[Opening Data under study section]
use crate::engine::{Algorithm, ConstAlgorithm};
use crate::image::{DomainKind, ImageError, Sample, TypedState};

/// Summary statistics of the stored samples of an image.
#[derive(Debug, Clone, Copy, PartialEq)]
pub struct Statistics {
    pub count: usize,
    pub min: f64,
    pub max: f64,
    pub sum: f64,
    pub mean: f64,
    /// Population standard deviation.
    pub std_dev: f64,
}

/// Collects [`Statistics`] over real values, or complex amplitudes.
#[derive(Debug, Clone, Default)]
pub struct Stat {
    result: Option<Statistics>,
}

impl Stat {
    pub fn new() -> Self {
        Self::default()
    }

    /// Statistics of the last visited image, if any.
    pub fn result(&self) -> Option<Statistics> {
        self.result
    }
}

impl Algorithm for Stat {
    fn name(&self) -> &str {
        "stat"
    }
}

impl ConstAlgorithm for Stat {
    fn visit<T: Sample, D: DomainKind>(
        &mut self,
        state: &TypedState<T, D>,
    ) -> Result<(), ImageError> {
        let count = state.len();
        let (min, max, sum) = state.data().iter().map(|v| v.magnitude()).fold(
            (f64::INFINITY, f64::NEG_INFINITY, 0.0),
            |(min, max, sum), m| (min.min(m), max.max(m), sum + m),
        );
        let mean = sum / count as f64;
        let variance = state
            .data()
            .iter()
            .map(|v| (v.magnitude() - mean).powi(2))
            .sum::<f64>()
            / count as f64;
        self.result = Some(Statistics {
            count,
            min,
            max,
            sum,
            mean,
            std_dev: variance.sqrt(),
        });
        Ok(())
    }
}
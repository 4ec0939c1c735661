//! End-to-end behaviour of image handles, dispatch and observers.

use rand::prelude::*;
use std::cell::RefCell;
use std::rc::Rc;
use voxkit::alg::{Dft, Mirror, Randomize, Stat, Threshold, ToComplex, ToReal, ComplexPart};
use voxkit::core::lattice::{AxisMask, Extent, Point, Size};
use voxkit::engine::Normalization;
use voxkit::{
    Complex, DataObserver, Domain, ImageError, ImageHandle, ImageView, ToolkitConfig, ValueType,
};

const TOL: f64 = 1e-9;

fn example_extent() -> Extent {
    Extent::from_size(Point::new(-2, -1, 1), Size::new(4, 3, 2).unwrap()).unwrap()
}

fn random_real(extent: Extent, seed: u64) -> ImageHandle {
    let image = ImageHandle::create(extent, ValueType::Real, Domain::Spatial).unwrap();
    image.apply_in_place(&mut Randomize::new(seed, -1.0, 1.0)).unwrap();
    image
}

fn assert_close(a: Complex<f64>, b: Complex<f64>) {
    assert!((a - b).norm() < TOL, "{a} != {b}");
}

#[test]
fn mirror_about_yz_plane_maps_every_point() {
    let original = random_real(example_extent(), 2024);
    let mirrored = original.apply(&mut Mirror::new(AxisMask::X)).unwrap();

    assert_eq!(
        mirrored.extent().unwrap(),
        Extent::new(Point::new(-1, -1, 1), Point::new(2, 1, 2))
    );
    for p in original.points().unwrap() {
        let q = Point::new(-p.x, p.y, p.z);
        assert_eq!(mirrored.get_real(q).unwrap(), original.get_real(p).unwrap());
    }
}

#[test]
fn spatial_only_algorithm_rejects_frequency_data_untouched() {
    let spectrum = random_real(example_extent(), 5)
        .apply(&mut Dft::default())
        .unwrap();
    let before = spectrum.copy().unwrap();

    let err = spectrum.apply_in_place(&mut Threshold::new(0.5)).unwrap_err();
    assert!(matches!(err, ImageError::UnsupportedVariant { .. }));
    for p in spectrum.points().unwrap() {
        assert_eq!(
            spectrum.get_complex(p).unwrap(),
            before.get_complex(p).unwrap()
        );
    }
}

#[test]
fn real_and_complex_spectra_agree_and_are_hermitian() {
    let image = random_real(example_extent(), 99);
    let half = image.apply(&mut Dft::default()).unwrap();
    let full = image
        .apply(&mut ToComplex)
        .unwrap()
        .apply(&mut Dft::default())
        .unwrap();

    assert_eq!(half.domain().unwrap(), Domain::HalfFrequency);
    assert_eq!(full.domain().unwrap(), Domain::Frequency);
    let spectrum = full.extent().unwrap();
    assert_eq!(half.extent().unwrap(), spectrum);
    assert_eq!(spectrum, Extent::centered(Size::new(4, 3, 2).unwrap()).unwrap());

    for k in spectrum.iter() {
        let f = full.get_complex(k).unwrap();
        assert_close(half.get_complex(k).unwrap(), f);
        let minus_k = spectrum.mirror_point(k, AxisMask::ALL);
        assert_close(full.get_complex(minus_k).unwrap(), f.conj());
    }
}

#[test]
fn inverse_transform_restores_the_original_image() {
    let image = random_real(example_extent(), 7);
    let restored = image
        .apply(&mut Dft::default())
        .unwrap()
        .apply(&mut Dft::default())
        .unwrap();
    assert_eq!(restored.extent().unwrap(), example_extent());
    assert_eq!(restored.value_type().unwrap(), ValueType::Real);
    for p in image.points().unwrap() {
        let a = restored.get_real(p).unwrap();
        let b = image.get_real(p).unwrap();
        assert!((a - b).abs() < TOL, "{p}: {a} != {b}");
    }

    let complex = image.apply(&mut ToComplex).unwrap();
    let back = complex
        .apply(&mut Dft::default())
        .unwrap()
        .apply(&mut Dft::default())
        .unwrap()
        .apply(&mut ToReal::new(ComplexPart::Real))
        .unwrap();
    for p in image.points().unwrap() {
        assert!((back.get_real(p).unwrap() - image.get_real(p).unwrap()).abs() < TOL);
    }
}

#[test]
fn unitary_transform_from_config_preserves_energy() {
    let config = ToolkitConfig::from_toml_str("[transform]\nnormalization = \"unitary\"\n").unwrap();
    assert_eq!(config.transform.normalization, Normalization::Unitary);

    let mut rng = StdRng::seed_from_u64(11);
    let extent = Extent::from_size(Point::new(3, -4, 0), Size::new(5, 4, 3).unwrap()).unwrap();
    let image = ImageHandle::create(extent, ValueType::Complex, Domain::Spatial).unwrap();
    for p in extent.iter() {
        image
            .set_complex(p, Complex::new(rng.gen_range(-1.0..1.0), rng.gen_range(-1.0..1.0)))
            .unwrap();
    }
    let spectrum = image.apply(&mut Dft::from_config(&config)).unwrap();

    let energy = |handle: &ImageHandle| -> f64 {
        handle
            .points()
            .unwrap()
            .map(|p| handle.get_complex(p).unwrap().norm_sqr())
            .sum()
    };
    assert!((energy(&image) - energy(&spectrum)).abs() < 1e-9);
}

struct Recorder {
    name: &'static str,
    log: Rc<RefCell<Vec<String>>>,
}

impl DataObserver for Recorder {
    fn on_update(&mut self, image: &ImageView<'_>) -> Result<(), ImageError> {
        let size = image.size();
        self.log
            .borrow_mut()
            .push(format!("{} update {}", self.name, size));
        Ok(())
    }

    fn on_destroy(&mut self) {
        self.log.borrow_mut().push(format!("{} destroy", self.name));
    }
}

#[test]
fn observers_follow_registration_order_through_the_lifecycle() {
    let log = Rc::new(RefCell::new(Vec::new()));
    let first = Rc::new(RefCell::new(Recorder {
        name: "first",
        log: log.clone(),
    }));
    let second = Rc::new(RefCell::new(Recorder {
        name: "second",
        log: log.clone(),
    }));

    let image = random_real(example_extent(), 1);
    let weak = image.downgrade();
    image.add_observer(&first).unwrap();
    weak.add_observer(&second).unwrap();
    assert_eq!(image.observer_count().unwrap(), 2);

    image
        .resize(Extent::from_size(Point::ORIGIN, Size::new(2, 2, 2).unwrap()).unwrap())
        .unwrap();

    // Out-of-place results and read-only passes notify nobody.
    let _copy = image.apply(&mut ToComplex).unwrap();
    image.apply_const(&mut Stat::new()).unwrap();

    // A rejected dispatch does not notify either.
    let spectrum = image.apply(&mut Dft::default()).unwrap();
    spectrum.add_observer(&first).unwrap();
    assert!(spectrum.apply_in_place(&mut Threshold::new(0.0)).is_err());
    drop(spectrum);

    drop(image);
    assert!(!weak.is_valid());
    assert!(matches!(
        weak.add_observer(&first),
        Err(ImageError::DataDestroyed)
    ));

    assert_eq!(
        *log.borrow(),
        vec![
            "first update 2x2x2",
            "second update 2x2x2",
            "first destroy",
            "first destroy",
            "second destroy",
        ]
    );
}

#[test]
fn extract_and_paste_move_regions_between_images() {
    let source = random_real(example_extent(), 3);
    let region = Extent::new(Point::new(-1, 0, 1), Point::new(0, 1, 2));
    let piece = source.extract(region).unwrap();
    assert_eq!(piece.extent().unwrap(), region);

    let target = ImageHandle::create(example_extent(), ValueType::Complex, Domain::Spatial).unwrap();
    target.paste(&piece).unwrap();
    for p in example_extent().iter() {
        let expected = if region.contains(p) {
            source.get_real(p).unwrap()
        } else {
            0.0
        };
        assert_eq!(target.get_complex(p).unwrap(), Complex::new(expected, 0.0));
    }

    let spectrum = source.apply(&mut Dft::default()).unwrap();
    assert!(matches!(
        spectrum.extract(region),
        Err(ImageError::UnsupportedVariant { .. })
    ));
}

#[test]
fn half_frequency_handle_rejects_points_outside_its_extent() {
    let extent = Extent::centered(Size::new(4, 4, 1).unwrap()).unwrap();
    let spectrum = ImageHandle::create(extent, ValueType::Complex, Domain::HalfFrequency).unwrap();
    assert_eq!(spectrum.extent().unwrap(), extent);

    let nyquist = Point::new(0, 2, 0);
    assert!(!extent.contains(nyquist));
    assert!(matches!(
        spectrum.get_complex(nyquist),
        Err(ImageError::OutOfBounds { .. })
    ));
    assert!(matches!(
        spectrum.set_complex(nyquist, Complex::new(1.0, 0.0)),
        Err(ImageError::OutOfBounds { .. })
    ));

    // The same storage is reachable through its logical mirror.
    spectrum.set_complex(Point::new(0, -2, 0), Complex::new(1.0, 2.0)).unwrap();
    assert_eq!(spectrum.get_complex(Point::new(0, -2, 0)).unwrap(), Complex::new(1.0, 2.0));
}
[Closing Data under study section]
Reproduce exactly the entries above, limited to the lines from the one with "let q = Point::new(-p.x, p.y, p.z);" through the one with "let before = spectrum.copy().unwrap();", both included.

Exercise output:
        let q = Point::new(-p.x, p.y, p.z);
        assert_eq!(mirrored.get_real(q).unwrap(), original.get_real(p).unwrap());
    }
}

#[test]
fn spatial_only_algorithm_rejects_frequency_data_untouched() {
    let spectrum = random_real(example_extent(), 5)
        .apply(&mut Dft::default())
        .unwrap();
    let before = spectrum.copy().unwrap();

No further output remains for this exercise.